Countries are making increasingly far-reaching plans to mitigate climate change, but even if they are all implemented, it will not be nearly enough to prevent dangerous global warming. This is what UNEP, the United Nations environmental programme, writes in its annual report published on Monday Emissions Gap Report. In it, scientists calculate the gap between what countries have agreed to do and what is needed to keep global temperatures at a safe level. The report comes just two weeks before the UN climate summit in Dubai, COP28, where representatives of around two hundred countries are meeting.
“We are breaking the wrong records,” writes the head of UNEP, Inger Andersen. “The report shows that the world must change course, otherwise we will say the same thing next year – and the year after that, and the year after that. Like a record that is broken again and again.”
Possibly 2.9 degrees warmer
More than 150 countries shared their climate plans with the UN climate agency at the end of last month. If all countries really implement these plans, global greenhouse gas emissions will be two to nine percent lower than now by 2030, the researchers calculated. But that is not enough. Under the Paris Agreement, countries agreed in 2015 to keep warming well below 2 degrees Celsius, preferably below 1.5 degrees Celsius. To achieve this, global greenhouse gas emissions must be reduced by 28 to 42 percent. With the plans now on the table, the earth will warm up by 2.5 to 2.9 degrees Celsius compared to pre-industrial levels. The chance that the world will still manage to limit warming to 1.5 degrees Celsius is 14 percent in the most optimistic scenario, according to the researchers. For this, countries would also be dependent on technology that has yet to be developed.

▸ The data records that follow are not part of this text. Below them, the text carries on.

//! SQLite schema definition

/// SQL schema for the chunk store
pub const SCHEMA_SQL: &str = r#"
-- Documents: one row per ingested book
CREATE TABLE IF NOT EXISTS documents (
    id INTEGER PRIMARY KEY AUTOINCREMENT,
    title TEXT NOT NULL,
    author TEXT NOT NULL,
    word_count INTEGER NOT NULL DEFAULT 0,
    status TEXT NOT NULL,
    created_at TEXT NOT NULL,
    updated_at TEXT NOT NULL
);

-- Chunks: the three parallel tier chunkings of each document
CREATE TABLE IF NOT EXISTS chunks (
    id INTEGER PRIMARY KEY AUTOINCREMENT,
    document_id INTEGER NOT NULL REFERENCES documents(id),
    tier TEXT NOT NULL,
    chapter_number INTEGER,
    section_number INTEGER,
    sequence_index INTEGER NOT NULL,
    content TEXT NOT NULL CHECK (length(content) > 0),
    word_count INTEGER NOT NULL,
    char_count INTEGER NOT NULL,
    content_hash TEXT NOT NULL,
    created_at TEXT NOT NULL,
    UNIQUE(document_id, tier, sequence_index)
);

-- Indexes for performance
CREATE INDEX IF NOT EXISTS idx_chunks_document ON chunks(document_id);
CREATE INDEX IF NOT EXISTS idx_chunks_order
    ON chunks(document_id, tier, chapter_number, section_number, sequence_index);
CREATE INDEX IF NOT EXISTS idx_documents_title ON documents(title);
"#;
//! Chunk storage over SQLite
//!
//! This module owns the only shared mutable state in the system:
//! - Document and chunk rows (SQLite, WAL mode)
//! - The in-memory inverted index over chunk content
//!
//! `put` is an atomic per-document replace: delete-then-insert inside one
//! transaction, with the index updated only after commit, so readers see
//! either the old or the new complete chunk set. Concurrent `put` calls for
//! the same document are rejected, not merged.

mod index;
mod schema;

pub use index::{terms, InvertedIndex};
pub use schema::SCHEMA_SQL;

use crate::error::{Error, Result};
use crate::models::{now_rfc3339, Chunk, ChunkDraft, ChunkTier, Document, DocumentStatus};
use serde::Serialize;
use sqlx::sqlite::{SqliteConnectOptions, SqlitePool, SqlitePoolOptions};
use std::collections::{HashMap, HashSet};
use std::path::Path;
use std::sync::{Arc, Mutex, RwLock};
use tracing::{debug, info};

/// A chunk with its relevance score
#[derive(Debug, Clone, Serialize)]
pub struct ScoredChunk {
    pub chunk: Chunk,
    pub score: f32,
}

/// Store-wide counters
#[derive(Debug, Clone, Serialize)]
pub struct StoreStats {
    pub documents: i64,
    pub chunks: i64,
    pub indexed_terms: usize,
}

/// Chunk store handle
#[derive(Clone)]
pub struct ChunkStore {
    pool: SqlitePool,
    index: Arc<RwLock<InvertedIndex>>,
    active_puts: Arc<Mutex<HashSet<i64>>>,
}

/// In-process exclusion for per-document writes; released on drop
struct PutGuard {
    active: Arc<Mutex<HashSet<i64>>>,
    document_id: i64,
}

impl PutGuard {
    fn acquire(active: &Arc<Mutex<HashSet<i64>>>, document_id: i64) -> Result<Self> {
        let mut set = active.lock().unwrap_or_else(|p| p.into_inner());
        if !set.insert(document_id) {
            return Err(Error::IngestionConflict(document_id));
        }
        Ok(Self {
            active: Arc::clone(active),
            document_id,
        })
    }
}

impl Drop for PutGuard {
    fn drop(&mut self) {
        let mut set = self.active.lock().unwrap_or_else(|p| p.into_inner());
        set.remove(&self.document_id);
    }
}

impl ChunkStore {
    /// Open (or create) the store at the given path
    pub async fn open(db_path: &Path) -> Result<Self> {
        if let Some(parent) = db_path.parent() {
            std::fs::create_dir_all(parent)?;
        }

        let options = SqliteConnectOptions::new()
            .filename(db_path)
            .create_if_missing(true)
            .journal_mode(sqlx::sqlite::SqliteJournalMode::Wal)
            .synchronous(sqlx::sqlite::SqliteSynchronous::Normal);

        debug!("Connecting to SQLite database at {:?}", db_path);

        let pool = SqlitePoolOptions::new()
            .max_connections(5)
            .connect_with(options)
            .await?;

        sqlx::query(SCHEMA_SQL).execute(&pool).await?;

        let store = Self {
            pool,
            index: Arc::new(RwLock::new(InvertedIndex::new())),
            active_puts: Arc::new(Mutex::new(HashSet::new())),
        };
        store.rebuild_index().await?;
        Ok(store)
    }

    /// Rebuild the inverted index from stored chunks
    async fn rebuild_index(&self) -> Result<()> {
        let rows: Vec<(i64, i64, i64, String)> =
            sqlx::query_as("SELECT id, document_id, word_count, content FROM chunks")
                .fetch_all(&self.pool)
                .await?;

        let mut index = InvertedIndex::new();
        for (id, document_id, word_count, content) in &rows {
            index.add_chunk(*id, *document_id, *word_count, content);
        }
        info!("Rebuilt search index over {} chunks", rows.len());

        *self.index.write().unwrap_or_else(|p| p.into_inner()) = index;
        Ok(())
    }

    // ===== Document operations =====

    /// Insert a new document with status `Pending`
    pub async fn create_document(
        &self,
        title: &str,
        author: &str,
        word_count: i64,
    ) -> Result<Document> {
        let now = now_rfc3339();
        let result = sqlx::query(
            r#"
            INSERT INTO documents (title, author, word_count, status, created_at, updated_at)
            VALUES (?, ?, ?, ?, ?, ?)
            "#,
        )
        .bind(title)
        .bind(author)
        .bind(word_count)
        .bind(DocumentStatus::Pending.to_string())
        .bind(&now)
        .bind(&now)
        .execute(&self.pool)
        .await?;

        Ok(Document {
            id: result.last_insert_rowid(),
            title: title.to_string(),
            author: author.to_string(),
            word_count,
            status: DocumentStatus::Pending.to_string(),
            created_at: now.clone(),
            updated_at: now,
        })
    }

    /// Get document by id
    pub async fn get_document(&self, id: i64) -> Result<Option<Document>> {
        let doc = sqlx::query_as::<_, Document>("SELECT * FROM documents WHERE id = ?")
            .bind(id)
            .fetch_optional(&self.pool)
            .await?;
        Ok(doc)
    }

    /// List all documents, newest first
    pub async fn list_documents(&self) -> Result<Vec<Document>> {
        let docs =
            sqlx::query_as::<_, Document>("SELECT * FROM documents ORDER BY created_at DESC, id DESC")
                .fetch_all(&self.pool)
                .await?;
        Ok(docs)
    }

    /// Update a document's processing status
    pub async fn set_document_status(&self, id: i64, status: DocumentStatus) -> Result<()> {
        sqlx::query("UPDATE documents SET status = ?, updated_at = ? WHERE id = ?")
            .bind(status.to_string())
            .bind(now_rfc3339())
            .bind(id)
            .execute(&self.pool)
            .await?;
        Ok(())
    }

    /// Resolve a free-text identifier (id, title, or title/author substring)
    /// to exactly one document
    ///
    /// An exact title match short-circuits substring ambiguity; multiple
    /// matches are never resolved automatically.
    pub async fn resolve(&self, name: &str) -> Result<Document> {
        let trimmed = name.trim();
        if let Ok(id) = trimmed.parse::<i64>() {
            return self
                .get_document(id)
                .await?
                .ok_or_else(|| Error::NotFound(format!("document id {}", id)));
        }

        let docs = self.list_documents().await?;

        let exact: Vec<&Document> = docs
            .iter()
            .filter(|d| d.title.eq_ignore_ascii_case(trimmed))
            .collect();
        match exact.len() {
            1 => return Ok(exact[0].clone()),
            0 => {}
            _ => {
                return Err(Error::AmbiguousIdentifier {
                    name: trimmed.to_string(),
                    candidates: exact.iter().map(|d| d.to_ref()).collect(),
                })
            }
        }

        let needle = trimmed.to_lowercase();
        let partial: Vec<&Document> = docs
            .iter()
            .filter(|d| {
                d.title.to_lowercase().contains(&needle)
                    || d.author.to_lowercase().contains(&needle)
            })
            .collect();
        match partial.len() {
            0 => Err(Error::NotFound(format!("no document matching '{}'", trimmed))),
            1 => Ok(partial[0].clone()),
            _ => Err(Error::AmbiguousIdentifier {
                name: trimmed.to_string(),
                candidates: partial.iter().map(|d| d.to_ref()).collect(),
            }),
        }
    }

    /// Delete a document, its chunks, and its index postings
    pub async fn delete_document(&self, id: i64) -> Result<()> {
        let _guard = PutGuard::acquire(&self.active_puts, id)?;

        let mut tx = self.pool.begin().await?;
        sqlx::query("DELETE FROM chunks WHERE document_id = ?")
            .bind(id)
            .execute(&mut *tx)
            .await?;
        sqlx::query("DELETE FROM documents WHERE id = ?")
            .bind(id)
            .execute(&mut *tx)
            .await?;
        tx.commit().await?;

        self.index
            .write()
            .unwrap_or_else(|p| p.into_inner())
            .remove_document(id);

        info!("Deleted document {}", id);
        Ok(())
    }

    // ===== Chunk operations =====

    /// Replace a document's chunk set atomically
    ///
    /// Any failure before commit leaves the previous complete chunk set
    /// intact. A concurrent `put` for the same document is rejected with
    /// `IngestionConflict`.
    pub async fn put(&self, document_id: i64, drafts: &[ChunkDraft]) -> Result<usize> {
        let _guard = PutGuard::acquire(&self.active_puts, document_id)?;

        if self.get_document(document_id).await?.is_none() {
            return Err(Error::NotFound(format!("document id {}", document_id)));
        }

        let now = now_rfc3339();
        let mut tx = self.pool.begin().await?;

        sqlx::query("DELETE FROM chunks WHERE document_id = ?")
            .bind(document_id)
            .execute(&mut *tx)
            .await?;

        let mut inserted: Vec<(i64, i64, String)> = Vec::with_capacity(drafts.len());
        for draft in drafts {
            let result = sqlx::query(
                r#"
                INSERT INTO chunks (
                    document_id, tier, chapter_number, section_number, sequence_index,
                    content, word_count, char_count, content_hash, created_at
                )
                VALUES (?, ?, ?, ?, ?, ?, ?, ?, ?, ?)
                "#,
            )
            .bind(document_id)
            .bind(draft.tier.to_string())
            .bind(draft.chapter_number)
            .bind(draft.section_number)
            .bind(draft.sequence_index)
            .bind(&draft.content)
            .bind(draft.word_count as i64)
            .bind(draft.char_count as i64)
            .bind(&draft.content_hash)
            .bind(&now)
            .execute(&mut *tx)
            .await?;
            inserted.push((
                result.last_insert_rowid(),
                draft.word_count as i64,
                draft.content.clone(),
            ));
        }

        sqlx::query("UPDATE documents SET updated_at = ? WHERE id = ?")
            .bind(&now)
            .bind(document_id)
            .execute(&mut *tx)
            .await?;

        tx.commit().await?;

        // Index only after commit: search never surfaces uncommitted rows.
        let mut index = self.index.write().unwrap_or_else(|p| p.into_inner());
        index.remove_document(document_id);
        for (chunk_id, word_count, content) in &inserted {
            index.add_chunk(*chunk_id, document_id, *word_count, content);
        }
        drop(index);

        debug!(
            document_id,
            chunks = inserted.len(),
            "replaced chunk set"
        );
        Ok(inserted.len())
    }

    /// Ordered chunks of a document, optionally restricted to one tier
    ///
    /// Order is `(chapter_number, section_number, sequence_index)` ascending
    /// with NULL first; the only valid concatenation order.
    pub async fn get_chunks(&self, document_id: i64, tier: Option<ChunkTier>) -> Result<Vec<Chunk>> {
        let chunks = match tier {
            Some(tier) => {
                sqlx::query_as::<_, Chunk>(
                    r#"
                    SELECT * FROM chunks WHERE document_id = ? AND tier = ?
                    ORDER BY chapter_number ASC, section_number ASC, sequence_index ASC
                    "#,
                )
                .bind(document_id)
                .bind(tier.to_string())
                .fetch_all(&self.pool)
                .await?
            }
            None => {
                sqlx::query_as::<_, Chunk>(
                    r#"
                    SELECT * FROM chunks WHERE document_id = ?
                    ORDER BY tier ASC, chapter_number ASC, section_number ASC, sequence_index ASC
                    "#,
                )
                .bind(document_id)
                .fetch_all(&self.pool)
                .await?
            }
        };
        Ok(chunks)
    }

    /// Rank chunks against a query, best first
    ///
    /// `document_ids` restricts the search; an explicit empty list matches
    /// nothing. The index is updated synchronously by `put`, so results
    /// reflect every completed write.
    pub async fn search(
        &self,
        query: &str,
        document_ids: Option<&[i64]>,
        limit: usize,
    ) -> Result<Vec<ScoredChunk>> {
        let allowed: Option<HashSet<i64>> =
            document_ids.map(|ids| ids.iter().copied().collect());

        let ranked = {
            let index = self.index.read().unwrap_or_else(|p| p.into_inner());
            index.search(query, allowed.as_ref(), limit)
        };
        if ranked.is_empty() {
            return Ok(Vec::new());
        }

        let placeholders = ranked.iter().map(|_| "?").collect::<Vec<_>>().join(",");
        let sql = format!("SELECT * FROM chunks WHERE id IN ({})", placeholders);
        let mut query_builder = sqlx::query_as::<_, Chunk>(&sql);
        for (id, _) in &ranked {
            query_builder = query_builder.bind(id);
        }
        let rows = query_builder.fetch_all(&self.pool).await?;
        let mut by_id: HashMap<i64, Chunk> = rows.into_iter().map(|c| (c.id, c)).collect();

        // A chunk replaced between scoring and fetch is simply dropped.
        let results = ranked
            .into_iter()
            .filter_map(|(id, score)| by_id.remove(&id).map(|chunk| ScoredChunk { chunk, score }))
            .collect();
        Ok(results)
    }

    /// Store-wide counters
    pub async fn stats(&self) -> Result<StoreStats> {
        let (documents,): (i64,) = sqlx::query_as("SELECT COUNT(*) FROM documents")
            .fetch_one(&self.pool)
            .await?;
        let (chunks,): (i64,) = sqlx::query_as("SELECT COUNT(*) FROM chunks")
            .fetch_one(&self.pool)
            .await?;
        let indexed_terms = self
            .index
            .read()
            .unwrap_or_else(|p| p.into_inner())
            .term_count();
        Ok(StoreStats {
            documents,
            chunks,
            indexed_terms,
        })
    }
}
//! Fusion search: one query across many documents, grouped per source
//!
//! The store returns a flat ranked chunk list; fusion groups the top hits
//! by source document, previews each contributing chunk, and sums chunk
//! scores into a per-document relevance score. Ordering for display is the
//! consumer's job (sort by `relevance_score` descending).

use crate::config::Config;
use crate::error::Result;
use crate::models::Document;
use crate::store::ChunkStore;
use serde::Serialize;
use std::collections::HashMap;
use tracing::{debug, info};

/// Per-document aggregation of matching chunks
#[derive(Debug, Clone, Serialize)]
pub struct FusionHit {
    pub author: String,
    pub passages: Vec<String>,
    pub relevance_score: f32,
}

/// Fusion search engine over a chunk store
pub struct FusionSearch<'a> {
    store: &'a ChunkStore,
    limit: usize,
    preview_chars: usize,
}

impl<'a> FusionSearch<'a> {
    pub fn new(store: &'a ChunkStore, config: &Config) -> Self {
        Self {
            store,
            limit: config.search.fusion_limit,
            preview_chars: config.search.preview_chars,
        }
    }

    /// Search across documents, optionally restricted to an exact-title
    /// allow-list; unmatched titles are silently excluded
    pub async fn search(
        &self,
        query: &str,
        document_titles: Option<&[String]>,
    ) -> Result<HashMap<String, FusionHit>> {
        info!("Fusion search: {}", query);

        let docs = self.store.list_documents().await?;
        let by_id: HashMap<i64, &Document> = docs.iter().map(|d| (d.id, d)).collect();

        let allowed: Option<Vec<i64>> = document_titles.map(|titles| {
            docs.iter()
                .filter(|d| titles.iter().any(|t| t == &d.title))
                .map(|d| d.id)
                .collect()
        });
        if let Some(ids) = &allowed {
            debug!("Title allow-list resolved to {} documents", ids.len());
        }

        let hits = self
            .store
            .search(query, allowed.as_deref(), self.limit)
            .await?;

        let mut grouped: HashMap<String, FusionHit> = HashMap::new();
        for hit in hits {
            let Some(doc) = by_id.get(&hit.chunk.document_id) else {
                continue;
            };
            let entry = grouped
                .entry(doc.title.clone())
                .or_insert_with(|| FusionHit {
                    author: doc.author.clone(),
                    passages: Vec::new(),
                    relevance_score: 0.0,
                });
            entry
                .passages
                .push(hit.chunk.content.chars().take(self.preview_chars).collect());
            entry.relevance_score += hit.score;
        }

        Ok(grouped)
    }
}

#[cfg(test)]
mod tests {
    use super::*;
    use crate::models::{ChunkDraft, ChunkTier};

    fn draft(seq: i64, content: &str) -> ChunkDraft {
        ChunkDraft {
            tier: ChunkTier::Paragraph,
            chapter_number: Some(1),
            section_number: None,
            sequence_index: seq,
            content: content.to_string(),
            word_count: content.split_whitespace().count(),
            char_count: content.chars().count(),
            content_hash: ChunkDraft::compute_hash(content),
        }
    }

    async fn seeded_store() -> (tempfile::TempDir, ChunkStore) {
        let dir = tempfile::tempdir().unwrap();
        let store = ChunkStore::open(&dir.path().join("test.db")).await.unwrap();

        let escape = store
            .create_document("Escape from Freedom", "Erich Fromm", 100)
            .await
            .unwrap();
        store
            .put(
                escape.id,
                &[
                    draft(0, "freedom is a burden the modern mind flees"),
                    draft(1, "the fear of freedom drives submission"),
                ],
            )
            .await
            .unwrap();

        let congo = store
            .create_document("Congo", "Michael Crichton", 100)
            .await
            .unwrap();
        store
            .put(
                congo.id,
                &[draft(0, "the expedition sought freedom from the jungle")],
            )
            .await
            .unwrap();

        let other = store
            .create_document("Dune", "Frank Herbert", 100)
            .await
            .unwrap();
        store
            .put(other.id, &[draft(0, "spice melange and freedom of the desert")])
            .await
            .unwrap();

        (dir, store)
    }

    #[tokio::test]
    async fn test_allow_list_groups_and_scores() {
        let (_dir, store) = seeded_store().await;
        let config = Config::default();
        let fusion = FusionSearch::new(&store, &config);

        let titles = vec!["Escape from Freedom".to_string(), "Congo".to_string()];
        let results = fusion.search("freedom", Some(&titles)).await.unwrap();

        assert_eq!(results.len(), 2);
        let escape = &results["Escape from Freedom"];
        assert_eq!(escape.author, "Erich Fromm");
        assert_eq!(escape.passages.len(), 2);
        assert!(escape.relevance_score > 0.0);

        let congo = &results["Congo"];
        assert_eq!(congo.passages.len(), 1);

        // Two matching chunks outscore one.
        assert!(escape.relevance_score > congo.relevance_score);
    }

    #[tokio::test]
    async fn test_unmatched_titles_silently_excluded() {
        let (_dir, store) = seeded_store().await;
        let config = Config::default();
        let fusion = FusionSearch::new(&store, &config);

        let titles = vec!["Congo".to_string(), "No Such Book".to_string()];
        let results = fusion.search("freedom", Some(&titles)).await.unwrap();
        assert_eq!(results.len(), 1);
        assert!(results.contains_key("Congo"));
    }

    #[tokio::test]
    async fn test_unrestricted_search_covers_all_documents() {
        let (_dir, store) = seeded_store().await;
        let config = Config::default();
        let fusion = FusionSearch::new(&store, &config);

        let results = fusion.search("freedom", None).await.unwrap();
        assert_eq!(results.len(), 3);
    }

    #[tokio::test]
    async fn test_previews_are_truncated() {
        let (_dir, store) = seeded_store().await;
        let config = Config::default();
        let fusion = FusionSearch::new(&store, &config);

        let results = fusion.search("freedom", None).await.unwrap();
        for hit in results.values() {
            for passage in &hit.passages {
                assert!(passage.chars().count() <= config.search.preview_chars);
            }
        }
    }
}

The Earth has now already warmed up by about 1.2 degrees Celsius. Last year, one heat record after another was broken. September was the hottest month ever recorded worldwide and the oceans were unprecedentedly warm. The warmer, the greater the risks of floods, drought and heat-related deaths.
How unevenly the consequences of the climate problem are distributed across the world is once again clear from Oxfam Novib’s new climate report, which was also published on Monday. The richest 1 percent of the world, a group of 77 million people including millionaires and billionaires, emitted the same amount of CO2 as the poorest 66 percent, a group of 5 billion people. While developing countries are more vulnerable to the consequences of climate change: they have fewer resources to adapt to a warmer climate.
In 2019, the richest ten percent of the world were responsible for half of all CO2emissions, a group to which two out of three Dutch people belong. On average their CO2emissions nine times too high to limit global warming to 1.5 degrees.